The garden of earthy delights

I went to the Community Chest Carnival at Maynardville last night. Profound sayings like, “You can never step in the same river twice” don’t apply to the Carnival – very little has changed at all in the two decades that I’ve been attending it. It’s still dusty and rank with suspicious smells, but it has more funfair-style rides these days. Back in the ‘eighties about the only ride was the ghost train, but that’s gone now. It’s probably a good thing, too. Being pawed in the sweltering dark by sweaty-handed ‘ghosts’ is pretty scary, but for all the wrong reasons.

The second-hand book store was full of the usual ratty attic rejects. Many of the books are same ones that they’ve been putting out year after year in the hope that (against all precedent) this time someone will buy them. I was disappointed to discover that the “Monster Book For Girls”, was nothing more than a collection of cautionary tales about the importance of diligence and didn’t contain a single monster.

The Carnival has managed to retain its essential character of international food fair combined with an all-out boozefest. I saw the usual array of teenage boys, who were beginning to discover that beer for dinner is a bad idea, unless you’re training to be a bulimic.

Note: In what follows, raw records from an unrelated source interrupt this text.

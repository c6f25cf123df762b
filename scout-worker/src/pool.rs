//! Bounded worker pool
//!
//! A fixed set of worker tasks consuming queued work requests and reporting
//! outcomes back over a completion channel. The queue is bounded so a slow
//! plugin applies backpressure to the fetch cycle instead of piling up
//! checks in memory.
//!
//! Each job runs in its own child task: a panicking plugin surfaces as a
//! harness fault on the completion channel rather than silently killing the
//! worker.

use std::sync::Arc;
use std::sync::atomic::{AtomicUsize, Ordering};
use std::time::Duration;

use thiserror::Error;
use tokio::sync::{Mutex, mpsc, watch};
use tracing::debug;
use uuid::Uuid;

use scout_core::domain::check::CheckContext;

use crate::job::{JobFactory, JobOutcome};
use crate::signal::Signal;

/// Queueing unit submitted to the pool
///
/// The request id equals the id of the status the job will update.
#[derive(Debug)]
pub struct WorkRequest {
    pub id: Uuid,
    pub context: CheckContext,
}

/// Finished work request reported by a worker
#[derive(Debug)]
pub struct Completion {
    pub id: Uuid,
    pub outcome: JobOutcome,
}

/// Errors raised when queueing a work request
#[derive(Debug, Error)]
pub enum SubmitError {
    /// No queue slot freed up within the submit timeout
    #[error("worker queue is full")]
    QueueFull,

    /// The pool no longer accepts work
    #[error("worker pool is shut down")]
    Dismissed,
}

/// Fixed-size pool of check-executing worker tasks
pub struct WorkerPool {
    queue_tx: mpsc::Sender<WorkRequest>,
    completion_rx: mpsc::UnboundedReceiver<Completion>,
    dismiss_tx: watch::Sender<bool>,
    /// Submitted requests not yet drained; an estimate, not a guarantee
    in_flight: Arc<AtomicUsize>,
    undrained: Arc<AtomicUsize>,
    workers: Vec<tokio::task::JoinHandle<()>>,
}

impl WorkerPool {
    /// Spawns `workers` worker tasks sharing a queue of `capacity` slots
    ///
    /// `wake` is set once more than `result_threshold` completions are
    /// waiting to be drained, so the control loop commits results before its
    /// next scheduled poll.
    pub fn new(
        workers: usize,
        capacity: usize,
        result_threshold: usize,
        wake: Signal,
        factory: Arc<dyn JobFactory>,
    ) -> Self {
        let (queue_tx, queue_rx) = mpsc::channel(capacity);
        let queue_rx = Arc::new(Mutex::new(queue_rx));
        let (completion_tx, completion_rx) = mpsc::unbounded_channel();
        let (dismiss_tx, dismiss_rx) = watch::channel(false);
        let in_flight = Arc::new(AtomicUsize::new(0));
        let undrained = Arc::new(AtomicUsize::new(0));

        let workers = (0..workers)
            .map(|idx| {
                let worker = Worker {
                    factory: Arc::clone(&factory),
                    queue: Arc::clone(&queue_rx),
                    completions: completion_tx.clone(),
                    dismissed: dismiss_rx.clone(),
                    undrained: Arc::clone(&undrained),
                    result_threshold,
                    wake: wake.clone(),
                };
                tokio::spawn(worker.run(idx))
            })
            .collect();

        Self {
            queue_tx,
            completion_rx,
            dismiss_tx,
            in_flight,
            undrained,
            workers,
        }
    }

    /// Enqueue a work request, waiting up to `timeout` for a free slot
    pub async fn submit(&self, request: WorkRequest, timeout: Duration) -> Result<(), SubmitError> {
        match self.queue_tx.send_timeout(request, timeout).await {
            Ok(()) => {
                self.in_flight.fetch_add(1, Ordering::SeqCst);
                Ok(())
            }
            Err(mpsc::error::SendTimeoutError::Timeout(_)) => Err(SubmitError::QueueFull),
            Err(mpsc::error::SendTimeoutError::Closed(_)) => Err(SubmitError::Dismissed),
        }
    }

    /// Drain all completions arrived since the last drain, in arrival order
    ///
    /// Non-blocking; an empty result just means nothing finished yet.
    pub fn drain(&mut self) -> Vec<Completion> {
        let mut finished = Vec::new();
        while let Ok(completion) = self.completion_rx.try_recv() {
            finished.push(completion);
        }

        if !finished.is_empty() {
            self.in_flight.fetch_sub(finished.len(), Ordering::SeqCst);
        }
        self.undrained.store(0, Ordering::SeqCst);

        finished
    }

    /// Approximate number of submitted requests not yet drained
    pub fn queue_len(&self) -> usize {
        self.in_flight.load(Ordering::SeqCst)
    }

    /// Number of worker tasks
    pub fn worker_count(&self) -> usize {
        self.workers.len()
    }

    /// Stop workers after their current job
    ///
    /// Queued requests are abandoned rather than drained; the coordinator
    /// reschedules whatever was never committed.
    pub fn dismiss(&self) {
        let _ = self.dismiss_tx.send(true);
    }
}

struct Worker {
    factory: Arc<dyn JobFactory>,
    queue: Arc<Mutex<mpsc::Receiver<WorkRequest>>>,
    completions: mpsc::UnboundedSender<Completion>,
    dismissed: watch::Receiver<bool>,
    undrained: Arc<AtomicUsize>,
    result_threshold: usize,
    wake: Signal,
}

impl Worker {
    async fn run(mut self, idx: usize) {
        debug!(worker = idx, "worker started");

        loop {
            if *self.dismissed.borrow() {
                break;
            }

            let request = {
                let mut queue = self.queue.lock().await;
                tokio::select! {
                    _ = self.dismissed.changed() => None,
                    request = queue.recv() => request,
                }
            };

            let Some(request) = request else { break };

            let id = request.id;
            debug!(status_id = %id, worker = idx, "work request started");

            let outcome = execute(Arc::clone(&self.factory), request).await;

            if self.completions.send(Completion { id, outcome }).is_err() {
                break;
            }

            if self.undrained.fetch_add(1, Ordering::SeqCst) + 1 > self.result_threshold {
                self.wake.set();
            }
        }

        debug!(worker = idx, "worker stopped");
    }
}

/// Run one request in a child task so a panic inside the plugin surfaces as
/// a harness fault instead of killing the worker
async fn execute(factory: Arc<dyn JobFactory>, request: WorkRequest) -> JobOutcome {
    let handle = tokio::spawn(async move {
        let mut job = factory.create_job(&request.context)?;
        job.run().await
    });

    match handle.await {
        Ok(Ok(report)) => JobOutcome::Success(report),
        Ok(Err(error)) => JobOutcome::Failure(error),
        Err(join_error) => JobOutcome::HarnessFault(join_error.to_string()),
    }
}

I also saw the usual array of disgusted teenage girls who were discovering that inner beauty is only beautiful when it stays inside.

On the food side, Belgian waffles were by far the most popular item on offer, if the length of the queue was anything to judge by. What made these waffles so special and what distinguishes a Belgian waffle from a common or garden waffle? I don’t know and I really wasn’t prepared to wait to find out. The less popular foods included Bulgarian stuffed brinjals, Polish potato pancakes and Irish oysters. The Indian curry stall wasn’t doing too well, either. It would appear that Capetonians are not all that adventurous from a culinary point of view. On the other hand, the combination of heat, flies and inadequate refrigeration is known to have a similar effect as beer for dinner, so perhaps it was more a case of prudence than anything else.

On my way out, I walked past one of the new additions to the Carnival: a mechanical arm-wrestling device. The idea is for you to pit your strength against a glorified torque-wrench and (presumably) win a prize. Judging from the bored look on the stall-holder’s face and the veins about to pop in the contestant’s temple, I decided to give this one a skip until next year.